What if he wasn’t laughing? What if she hadn’t imagined the raw sexual hunger in his eyes? The possibility made her stomach dissolve and her heart bang a little louder against the confines of her ribcage.
‘My body offends you?’
The comment drew her gaze reluctantly to his face.
His expression of mild surprise did not f
ool her for a moment; he could hardly be unaware of the effect he had on women clothed or unclothed, and he was palpably enjoying her discomfiture.
‘Not offends me,’ she rebutted. ‘I’m not a prude or anything.’
Aware the denial had made her sound more like a prude than anything else she could have said, she bit her lip and added with a flash of angry belligerence, ‘Though I’d prefer to be a prude than an exhibitionist.’ She allowed her eyes to move in a condemnatory sweep from his feet to his dark head.
That was the plan, at least.
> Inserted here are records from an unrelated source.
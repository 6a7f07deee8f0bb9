//! Repository for the `sectors` table.

use airwatch_core::types::DbId;
use sqlx::PgPool;

use crate::models::sector::{CreateSector, Sector, UpdateSector};

const COLUMNS: &str = "id, name, institution_id, created_at, updated_at";

pub struct SectorRepo;

impl SectorRepo {
    pub async fn create(pool: &PgPool, input: &CreateSector) -> Result<Sector, sqlx::Error> {
        let query = format!(
            "INSERT INTO sectors (name, institution_id)
             VALUES ($1, $2)
             RETURNING {COLUMNS}"
        );
        sqlx::query_as::<_, Sector>(&query)
            .bind(&input.name)
            .bind(input.institution_id)
            .fetch_one(pool)
            .await
    }

    pub async fn find_by_id(pool: &PgPool, id: DbId) -> Result<Option<Sector>, sqlx::Error> {
        let query = format!("SELECT {COLUMNS} FROM sectors WHERE id = $1");
        sqlx::query_as::<_, Sector>(&query)
            .bind(id)
            .fetch_optional(pool)
            .await
    }

    /// Find a sector by name within one institution.
    pub async fn find_by_name(
        pool: &PgPool,
        institution_id: DbId,
        name: &str,
    ) -> Result<Option<Sector>, sqlx::Error> {
        let query =
            format!("SELECT {COLUMNS} FROM sectors WHERE institution_id = $1 AND name = $2");
        sqlx::query_as::<_, Sector>(&query)
            .bind(institution_id)
            .bind(name)
            .fetch_optional(pool)
            .await
    }

    /// List sectors alphabetically, optionally restricted to one institution.
    pub async fn list(
        pool: &PgPool,
        institution_id: Option<DbId>,
    ) -> Result<Vec<Sector>, sqlx::Error> {
        let query = format!(
            "SELECT {COLUMNS} FROM sectors
             WHERE ($1::BIGINT IS NULL OR institution_id = $1)
             ORDER BY name ASC, id ASC"
        );
        sqlx::query_as::<_, Sector>(&query)
            .bind(institution_id)
            .fetch_all(pool)
            .await
    }

    /// Update a sector. Moving it to another institution moves its
    /// measurements too, in the same transaction, so a measurement's
    /// `institution_id` always matches its sector's.
    pub async fn update(
        pool: &PgPool,
        id: DbId,
        input: &UpdateSector,
    ) -> Result<Option<Sector>, sqlx::Error> {
        let query = format!(
            "UPDATE sectors SET
                name = COALESCE($2, name),
                institution_id = COALESCE($3, institution_id)
             WHERE id = $1
             RETURNING {COLUMNS}"
        );

        let mut tx = pool.begin().await?;
        let sector = sqlx::query_as::<_, Sector>(&query)
            .bind(id)
            .bind(&input.name)
            .bind(input.institution_id)
            .fetch_optional(&mut *tx)
            .await?;

        if let Some(sector) = &sector {
            sqlx::query(
                "UPDATE measurements SET institution_id = $2
                 WHERE sector_id = $1 AND institution_id <> $2",
            )
            .bind(sector.id)
            .bind(sector.institution_id)
            .execute(&mut *tx)
            .await?;
        }
        tx.commit().await?;

        Ok(sector)
    }

    pub async fn delete(pool: &PgPool, id: DbId) -> Result<bool, sqlx::Error> {
        let result = sqlx::query("DELETE FROM sectors WHERE id = $1")
            .bind(id)
            .execute(pool)
            .await?;
        Ok(result.rows_affected() > 0)
    }
}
The only problem was her eyes did some unscheduled and pretty obvious slowing on the way, causing a ripple of sensation to move through her body.
Why am I acting like a sex-starved bimbo?
‘You think I am an exhibitionist?’ he asked, sounding mildly curious and not at all offended.
‘I think you’re…’ She stopped, slowly shaking her head as her spurt of anger lost momentum. Unfortunately the motion did not shake loose the sensual fog that lingered on in her brain, making it hard for her to think as she struggled to keep her hormones under control.
‘I have no idea what you are,’ she admitted, thinking some people might think it would be fun to find out, but she was definitely not one of them.
‘Don’t worry, I’m harmless—a pillar of the community.’
Sure you are, she thought, refusing to rise to the bait. ‘That’s a comfort to know.’
‘Your stepdaughter—’ He stopped and shook his head. ‘Dio!’ he ejaculated, his glance sliding over the soft contours of her youthful face. ‘It is hard to credit that you’re a mother of any kind.’
‘Maybe you shouldn’t judge by appearances.’ Anger sparkled in Neve’s eyes as she lifted her chin and began to move past him.
‘Maybe I shouldn’t,’ he agreed.
Neve turned her head. ‘What makes you such an expert on the qualities that make a good stepmother anyway?’
‘I’m an expert on the qualities that make a bad one.’
Something in his voice made Neve, in the act of walking away, swing back. ‘Everyone is,’ she said, unable to totally disguise her bitterness. ‘We get a lot of bad press.’
‘My expertise is more personal. My father remarried when I was ten.’ And you are telling her this why, exactly, Severo?